Available data Block Start

//! Load `.datagen.toml` (binary only). The library never reads files; embedding programs
//! build a [`PipelineConfig`](crate::PipelineConfig) themselves.

use anyhow::{Context, Result};
use serde::Deserialize;
use std::path::Path;
use std::time::Duration;

use crate::PipelineConfig;
use crate::utils::config::PackagePaths;

#[derive(Debug, Default, Deserialize)]
pub struct DatagenToml {
    #[serde(default)]
    settings: SettingsSection,
}

#[derive(Debug, Default, Deserialize)]
struct SettingsSection {
    n_process: Option<usize>,
    qsize: Option<usize>,
    input_scale: Option<usize>,
    repeat: Option<bool>,
    shuffle: Option<bool>,
    verbose: Option<bool>,
    seed: Option<u64>,
    worker_timeout_secs: Option<u64>,
    consumer_timeout_secs: Option<u64>,
    poll_interval_ms: Option<u64>,
    grace_period_ms: Option<u64>,
}

/// Parse a config document.
pub fn parse_datagen_toml(s: &str) -> Result<DatagenToml> {
    toml::from_str(s).context("parse datagen config")
}

/// Load `.datagen.toml` from `dir` if present. Returns None if the file is missing or invalid.
pub fn load_datagen_toml(dir: &Path) -> Option<DatagenToml> {
    let path = dir.join(PackagePaths::get().config_filename());
    let s = std::fs::read_to_string(&path).ok()?;
    parse_datagen_toml(&s)
        .map_err(|e| log::warn!("{}: {:#}", path.display(), e))
        .ok()
}

/// Load an explicit config path. Unlike [`load_datagen_toml`], a missing file is an error.
pub fn load_datagen_toml_from(path: &Path) -> Result<DatagenToml> {
    let s = std::fs::read_to_string(path)
        .with_context(|| format!("read config {}", path.display()))?;
    parse_datagen_toml(&s).with_context(|| format!("in {}", path.display()))
}

/// Overwrite config field from file when present.
macro_rules! apply_file_opt {
    ($sec:expr, $cfg:expr, $field:ident) => {
        if let Some(v) = $sec.$field {
            $cfg.$field = v;
        }
    };
    ($sec:expr, $cfg:expr, $sec_field:ident => $cfg_field:ident, $conv:expr) => {
        if let Some(v) = $sec.$sec_field {
            $cfg.$cfg_field = $conv(v);
        }
    };
}

/// Apply file settings to `config` (only fields present in the file). Call before applying CLI flags.
pub fn apply_file_to_config(file: &DatagenToml, config: &mut PipelineConfig) {
    let s = &file.settings;
    apply_file_opt!(s, config, n_process);
    apply_file_opt!(s, config, qsize);
    apply_file_opt!(s, config, repeat);
    apply_file_opt!(s, config, shuffle);
    apply_file_opt!(s, config, verbose);
    if s.input_scale.is_some() {
        config.input_scale = s.input_scale;
    }
    if s.seed.is_some() {
        config.seed = s.seed;
    }
    apply_file_opt!(s, config, worker_timeout_secs => worker_timeout, Duration::from_secs);
    apply_file_opt!(s, config, consumer_timeout_secs => consumer_timeout, Duration::from_secs);
    apply_file_opt!(s, config, poll_interval_ms => poll_interval, Duration::from_millis);
    apply_file_opt!(s, config, grace_period_ms => grace_period, Duration::from_millis);
}
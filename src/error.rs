//! Error taxonomy for the pipeline.
//!
//! Only [`PipelineError::InvalidConfig`] and [`PipelineError::Spawn`] ever reach a caller as an
//! `Err`. The rest are absorbed inside the pipeline and surface as log lines and
//! [`Failure`](crate::Failure) records.

use thiserror::Error;

#[derive(Debug, Error)]
pub enum PipelineError {
    /// Put or get attempted after `close()`. Expected while the pipeline is stopping.
    #[error("channel closed")]
    ChannelClosed,

    /// The transform returned an error or panicked.
    #[error("transform failed on worker {worker}: {message}")]
    TransformFailure { worker: usize, message: String },

    /// Opening or iterating the data source failed.
    #[error("source iteration failed: {0}")]
    SourceIterationFailure(String),

    #[error("invalid pipeline config: {0}")]
    InvalidConfig(String),

    #[error("failed to spawn {0} thread")]
    Spawn(String),
}

/// Marker returned by `put` on a closed channel.
#[derive(Debug, Clone, Copy, PartialEq, Eq, Error)]
#[error("channel closed")]
pub struct ChannelClosed;

impl From<ChannelClosed> for PipelineError {
    fn from(_: ChannelClosed) -> Self {
        PipelineError::ChannelClosed
    }
}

Available data Block End

## Your instructions
Determine how many lines in the data include the word "crate". Answer with that number alone.

## Your response
4